Pero incluso después de haber degustado una sabrosa cena a base de pescado asado y crema de guisantes, seguía estando intranquilo, sin poder relajarse. Cuando Bakari entró en el comedor, Philip le preguntó:
– ¿Cómo está el perro hoy?
– Mejor -farfulló-. Descansando.
«Sé perfectamente cómo se siente», pensó.
– ¿Crees que está lo suficientemente bien como para dar un paseo?
Bakari se lo quedó mirando durante varios segundos con sus solemnes ojos negros, y luego inclinó la cabeza.
– Pasear por el parque les hará bien a los dos.
Veinte minutos después Philip entraba en Hyde Park, o más bien se veía arrastrado hacia el parque por una enérgica bola con orejas flexibles, dorado y abundante pelaje, que estaba tan contenta de haber salido de casa que no sabía adonde mirar o dónde pararse a oler primero.
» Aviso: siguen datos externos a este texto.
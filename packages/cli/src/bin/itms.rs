use clap::{Args, Parser, Subcommand};
use colored::*;
use std::process;
use std::time::Duration;

mod cli;

use cli::account::ProfileCommands;
use cli::directory::{ApprovalCommands, UserCommands};
use cli::resources::{self, EntityCommands, StatusEntityCommands};
use cli::Reported;
use itms_client::{ClientConfig, ClientConfigBuilder, ClientError, ItmsClient};
use itms_controllers::forms::{
    AssetForm, IncidentForm, IssueForm, PartnerForm, ProjectForm, ReleaseForm,
    ServiceRequestForm, SpecificationForm,
};
use itms_core::{
    Asset, Incident, Issue, Partner, Project, Release, ServiceRequest, Specification,
};

#[derive(Parser, Debug)]
#[command(name = "itms")]
#[command(about = "ITMS command line client - projects, SRs, specs, approvals and more")]
#[command(version)]
struct Cli {
    #[command(flatten)]
    global: GlobalArgs,

    #[command(subcommand)]
    command: Commands,
}

#[derive(Args, Debug, Clone, PartialEq)]
struct GlobalArgs {
    /// API base URL, e.g. https://itms.example.com/api
    #[arg(long, global = true)]
    base_url: Option<String>,

    /// Request timeout in seconds
    #[arg(long, global = true, value_name = "SECS")]
    timeout: Option<u64>,

    /// Print debug logs to stderr
    #[arg(short, long, global = true)]
    verbose: bool,
}

#[derive(Subcommand, Debug, Clone, PartialEq)]
enum Commands {
    /// Sign in
    Login {
        #[arg(short, long)]
        email: Option<String>,
    },
    /// Sign out and forget the stored tokens
    Logout,
    /// Show the signed-in user
    Me,
    /// Create an account
    Register,
    /// Change your password
    ChangePassword,
    /// Ask for a password reset email
    ForgotPassword {
        #[arg(short, long)]
        email: Option<String>,
    },
    /// Show or update your profile
    #[command(subcommand)]
    Profile(ProfileCommands),
    /// Show headline counters
    Dashboard,
    /// List companies
    Companies {
        /// List partners offered as project clients instead
        #[arg(long)]
        partners: bool,
    },
    /// Manage projects
    #[command(subcommand)]
    Projects(StatusEntityCommands),
    /// Manage service requests
    #[command(subcommand)]
    Srs(StatusEntityCommands),
    /// Manage specifications
    #[command(subcommand)]
    Specs(StatusEntityCommands),
    /// Manage approvals
    #[command(subcommand)]
    Approvals(ApprovalCommands),
    /// Manage issues
    #[command(subcommand)]
    Issues(EntityCommands),
    /// Manage releases
    #[command(subcommand)]
    Releases(EntityCommands),
    /// Manage incidents
    #[command(subcommand)]
    Incidents(EntityCommands),
    /// Manage partners
    #[command(subcommand)]
    Partners(EntityCommands),
    /// Manage assets
    #[command(subcommand)]
    Assets(EntityCommands),
    /// Manage users
    #[command(subcommand)]
    Users(UserCommands),
}

#[tokio::main]
async fn main() {
    let cli = Cli::parse();
    itms_cli::logging::init(cli.global.verbose);

    if let Err(e) = handle_command(&cli.global, cli.command).await {
        if !e.is::<Reported>() {
            eprintln!("{} {}", "Error:".red().bold(), e);
            if e
                .downcast_ref::<ClientError>()
                .is_some_and(ClientError::is_auth_error)
            {
                eprintln!("{}", "Sign in with 'itms login'".dimmed());
            }
        }
        process::exit(1);
    }
}

async fn connect(global: &GlobalArgs) -> anyhow::Result<ItmsClient> {
    let mut builder = ClientConfigBuilder::from_config(ClientConfig::load().await?);
    if let Some(url) = &global.base_url {
        builder = builder.base_url(url);
    }
    if let Some(secs) = global.timeout {
        builder = builder.timeout(Duration::from_secs(secs));
    }
    let config = builder.build()?;
    tracing::debug!("Using API base URL {}", config.base_url);
    Ok(ItmsClient::connect(config).await?)
}

async fn handle_command(global: &GlobalArgs, command: Commands) -> anyhow::Result<()> {
    let client = connect(global).await?;

    match command {
        Commands::Login { email } => cli::account::login(&client, email).await,
        Commands::Logout => cli::account::logout(&client).await,
        Commands::Me => cli::account::me(&client).await,
        Commands::Register => cli::account::register(&client).await,
        Commands::ChangePassword => cli::account::change_password(&client).await,
        Commands::ForgotPassword { email } => cli::account::forgot_password(&client, email).await,
        Commands::Profile(command) => cli::account::profile(&client, command).await,
        Commands::Dashboard => cli::directory::dashboard(&client).await,
        Commands::Companies { partners } => cli::directory::companies(&client, partners).await,
        Commands::Projects(command) => {
            resources::run_with_status::<Project, _>(&client, command, ProjectForm).await
        }
        Commands::Srs(command) => {
            resources::run_with_status::<ServiceRequest, _>(&client, command, ServiceRequestForm)
                .await
        }
        Commands::Specs(command) => {
            resources::run_with_status::<Specification, _>(&client, command, SpecificationForm)
                .await
        }
        Commands::Approvals(command) => cli::directory::approvals(&client, command).await,
        Commands::Issues(command) => resources::run::<Issue, _>(&client, command, IssueForm).await,
        Commands::Releases(command) => {
            resources::run::<Release, _>(&client, command, ReleaseForm).await
        }
        Commands::Incidents(command) => {
            resources::run::<Incident, _>(&client, command, IncidentForm).await
        }
        Commands::Partners(command) => {
            resources::run::<Partner, _>(&client, command, PartnerForm).await
        }
        Commands::Assets(command) => resources::run::<Asset, _>(&client, command, AssetForm).await,
        Commands::Users(command) => cli::directory::users(&client, command).await,
    }
}

#[cfg(test)]
mod tests {
    use super::*;
    use clap::CommandFactory;
    use resources::ListArgs;

    fn parse(args: &[&str]) -> Cli {
        Cli::try_parse_from(std::iter::once("itms").chain(args.iter().copied())).unwrap()
    }

    #[test]
    fn test_cli_definition_is_consistent() {
        Cli::command().debug_assert();
    }

    #[test]
    fn test_list_with_filters_and_sort() {
        let cli = parse(&[
            "projects", "list", "--page", "1", "--size", "20", "--sort", "createdAt", "--desc",
            "-f", "status=IN_PROGRESS", "-f", "name=Portal",
        ]);
        assert_eq!(
            cli.command,
            Commands::Projects(StatusEntityCommands::Common(EntityCommands::List(ListArgs {
                page: 1,
                size: 20,
                sort: Some("createdAt".to_string()),
                desc: true,
                filters: vec!["status=IN_PROGRESS".to_string(), "name=Portal".to_string()],
                interactive: false,
            })))
        );
    }

    #[test]
    fn test_list_defaults() {
        let cli = parse(&["issues", "list"]);
        match cli.command {
            Commands::Issues(EntityCommands::List(args)) => {
                assert_eq!(args.page, 0);
                assert_eq!(args.size, 10);
                assert!(args.filters.is_empty());
            }
            other => panic!("unexpected command {:?}", other),
        }
    }

    #[test]
    fn test_page_size_is_bounded() {
        let err = Cli::try_parse_from(["itms", "assets", "list", "--size", "500"]);
        assert!(err.is_err());
        assert!(Cli::try_parse_from(["itms", "assets", "list", "--desc"]).is_err());
    }

    #[test]
    fn test_status_and_delete() {
        assert_eq!(
            parse(&["srs", "status", "12", "approved"]).command,
            Commands::Srs(StatusEntityCommands::Status {
                id: 12,
                status: "approved".to_string()
            })
        );
        assert_eq!(
            parse(&["partners", "delete", "4", "--yes"]).command,
            Commands::Partners(EntityCommands::Delete { id: 4, yes: true })
        );
        // Only workflow entities have a status command
        assert!(Cli::try_parse_from(["itms", "partners", "status", "4", "x"]).is_err());
    }

    #[test]
    fn test_update_collects_set_pairs() {
        assert_eq!(
            parse(&["assets", "update", "9", "--set", "location=HQ 3F", "--set", "status=DISPOSED"])
                .command,
            Commands::Assets(EntityCommands::Update {
                id: 9,
                fields: vec!["location=HQ 3F".to_string(), "status=DISPOSED".to_string()],
            })
        );
    }

    #[test]
    fn test_global_flags_anywhere() {
        let cli = parse(&[
            "approvals",
            "process",
            "3",
            "approve",
            "-c",
            "ok",
            "--base-url",
            "http://itms.local/api",
            "-v",
        ]);
        assert_eq!(cli.global.base_url.as_deref(), Some("http://itms.local/api"));
        assert!(cli.global.verbose);
        assert_eq!(
            cli.command,
            Commands::Approvals(ApprovalCommands::Process {
                id: 3,
                decision: cli::directory::Decision::Approve,
                comment: Some("ok".to_string()),
            })
        );
    }

    #[test]
    fn test_user_extras() {
        assert_eq!(
            parse(&["users", "toggle-status", "5"]).command,
            Commands::Users(UserCommands::ToggleStatus { id: 5 })
        );
        assert_eq!(
            parse(&["users", "reset-password", "5"]).command,
            Commands::Users(UserCommands::ResetPassword { id: 5 })
        );
    }
}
Al principio, el cachorro se había sentido cohibido por la correa de cuero, pero una vez que salieron de los límites de la finca, se olvidó por completo de la correa, que no servía para nada más que para tirar de Philip.
– No me puedo creer que no seas capaz de controlarte un poco -dijo Philip colocándose el bastón bajo el brazo y acelerando la marcha para mantener el paso-. Se supone que yo soy el amo. Se supone que tú debes obedecer mis órdenes. Y se supone que soy yo el que te debe guiar, y no tú a mí.